:: Dataset content ::

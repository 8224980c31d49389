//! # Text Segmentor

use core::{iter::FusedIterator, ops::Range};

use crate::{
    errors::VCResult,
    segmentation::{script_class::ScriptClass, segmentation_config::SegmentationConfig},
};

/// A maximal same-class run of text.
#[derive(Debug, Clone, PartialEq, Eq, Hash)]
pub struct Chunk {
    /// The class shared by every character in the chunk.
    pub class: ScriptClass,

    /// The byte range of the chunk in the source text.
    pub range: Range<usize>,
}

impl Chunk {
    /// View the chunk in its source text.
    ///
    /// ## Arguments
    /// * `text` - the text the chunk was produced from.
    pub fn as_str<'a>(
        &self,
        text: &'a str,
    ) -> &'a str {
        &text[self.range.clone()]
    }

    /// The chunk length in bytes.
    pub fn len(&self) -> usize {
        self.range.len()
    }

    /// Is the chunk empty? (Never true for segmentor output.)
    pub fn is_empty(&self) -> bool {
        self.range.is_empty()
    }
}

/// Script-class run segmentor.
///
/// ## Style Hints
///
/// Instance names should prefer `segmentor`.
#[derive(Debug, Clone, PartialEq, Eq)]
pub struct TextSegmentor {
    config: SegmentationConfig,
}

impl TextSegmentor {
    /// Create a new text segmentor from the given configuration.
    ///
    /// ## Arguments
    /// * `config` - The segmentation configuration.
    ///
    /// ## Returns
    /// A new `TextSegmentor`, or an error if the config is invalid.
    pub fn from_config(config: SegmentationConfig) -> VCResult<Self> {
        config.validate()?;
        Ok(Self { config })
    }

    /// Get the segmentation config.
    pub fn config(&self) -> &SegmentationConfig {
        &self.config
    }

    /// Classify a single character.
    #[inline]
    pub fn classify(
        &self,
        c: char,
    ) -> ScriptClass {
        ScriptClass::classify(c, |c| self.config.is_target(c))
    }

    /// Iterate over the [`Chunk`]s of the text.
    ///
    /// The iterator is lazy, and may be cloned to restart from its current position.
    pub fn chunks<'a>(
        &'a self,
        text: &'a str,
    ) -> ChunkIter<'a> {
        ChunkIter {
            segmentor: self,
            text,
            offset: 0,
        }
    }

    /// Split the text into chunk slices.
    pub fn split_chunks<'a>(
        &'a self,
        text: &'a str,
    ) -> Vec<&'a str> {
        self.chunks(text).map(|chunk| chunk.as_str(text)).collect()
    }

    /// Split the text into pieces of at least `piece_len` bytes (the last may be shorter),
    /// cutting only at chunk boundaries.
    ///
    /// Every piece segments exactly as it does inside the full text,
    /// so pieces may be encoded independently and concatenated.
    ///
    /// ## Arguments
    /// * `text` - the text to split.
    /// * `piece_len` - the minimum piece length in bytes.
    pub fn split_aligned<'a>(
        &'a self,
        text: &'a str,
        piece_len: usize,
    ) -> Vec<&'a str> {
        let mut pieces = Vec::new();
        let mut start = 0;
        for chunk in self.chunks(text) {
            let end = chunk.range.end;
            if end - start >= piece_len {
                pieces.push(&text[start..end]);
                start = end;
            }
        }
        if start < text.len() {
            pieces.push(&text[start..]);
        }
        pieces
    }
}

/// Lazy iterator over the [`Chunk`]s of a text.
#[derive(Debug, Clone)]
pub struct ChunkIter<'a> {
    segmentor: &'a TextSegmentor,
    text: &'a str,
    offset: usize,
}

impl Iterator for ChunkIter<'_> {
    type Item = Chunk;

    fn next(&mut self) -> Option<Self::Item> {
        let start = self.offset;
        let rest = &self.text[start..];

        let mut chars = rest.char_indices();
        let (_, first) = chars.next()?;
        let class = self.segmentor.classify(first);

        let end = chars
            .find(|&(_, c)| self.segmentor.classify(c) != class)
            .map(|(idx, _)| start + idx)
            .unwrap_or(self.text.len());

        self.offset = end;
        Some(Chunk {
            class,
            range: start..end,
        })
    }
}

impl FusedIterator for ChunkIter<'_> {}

:::
:: Dataset content ::

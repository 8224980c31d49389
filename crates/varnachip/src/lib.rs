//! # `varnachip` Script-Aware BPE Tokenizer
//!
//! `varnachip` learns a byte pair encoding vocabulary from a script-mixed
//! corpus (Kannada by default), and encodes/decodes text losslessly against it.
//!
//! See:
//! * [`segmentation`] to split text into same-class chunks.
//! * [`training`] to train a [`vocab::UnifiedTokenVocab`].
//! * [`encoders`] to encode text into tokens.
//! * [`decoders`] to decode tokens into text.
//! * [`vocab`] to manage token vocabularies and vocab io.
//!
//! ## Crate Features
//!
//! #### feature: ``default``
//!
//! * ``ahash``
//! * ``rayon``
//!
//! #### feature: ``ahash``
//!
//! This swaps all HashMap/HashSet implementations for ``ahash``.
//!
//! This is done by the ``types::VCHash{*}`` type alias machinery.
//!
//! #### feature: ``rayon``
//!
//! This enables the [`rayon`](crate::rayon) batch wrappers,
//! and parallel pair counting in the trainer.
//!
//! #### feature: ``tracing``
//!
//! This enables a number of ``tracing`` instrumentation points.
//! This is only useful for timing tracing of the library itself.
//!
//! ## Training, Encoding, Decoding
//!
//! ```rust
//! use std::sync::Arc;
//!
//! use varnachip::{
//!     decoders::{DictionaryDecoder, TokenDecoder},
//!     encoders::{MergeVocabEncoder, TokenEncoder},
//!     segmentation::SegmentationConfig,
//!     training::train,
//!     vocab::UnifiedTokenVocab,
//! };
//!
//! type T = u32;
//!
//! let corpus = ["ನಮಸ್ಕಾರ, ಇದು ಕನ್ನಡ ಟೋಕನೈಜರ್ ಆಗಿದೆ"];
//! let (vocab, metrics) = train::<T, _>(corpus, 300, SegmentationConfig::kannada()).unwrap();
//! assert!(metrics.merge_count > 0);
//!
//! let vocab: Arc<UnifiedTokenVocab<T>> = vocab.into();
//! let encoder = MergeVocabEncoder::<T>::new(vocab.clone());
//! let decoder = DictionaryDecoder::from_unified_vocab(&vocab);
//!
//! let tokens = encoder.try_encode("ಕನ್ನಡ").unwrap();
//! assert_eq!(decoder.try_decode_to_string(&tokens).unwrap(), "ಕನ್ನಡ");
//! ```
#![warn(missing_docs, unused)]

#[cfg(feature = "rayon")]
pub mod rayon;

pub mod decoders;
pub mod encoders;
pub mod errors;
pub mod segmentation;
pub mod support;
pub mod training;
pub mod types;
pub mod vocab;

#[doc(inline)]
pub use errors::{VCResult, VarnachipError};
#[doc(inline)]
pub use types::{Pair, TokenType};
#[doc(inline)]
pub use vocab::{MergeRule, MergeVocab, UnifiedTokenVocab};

:::

• [What the exercise asks]:
The answer is a single number, the count of lines in the records that contain the string "encoders".

• [Solution]:
3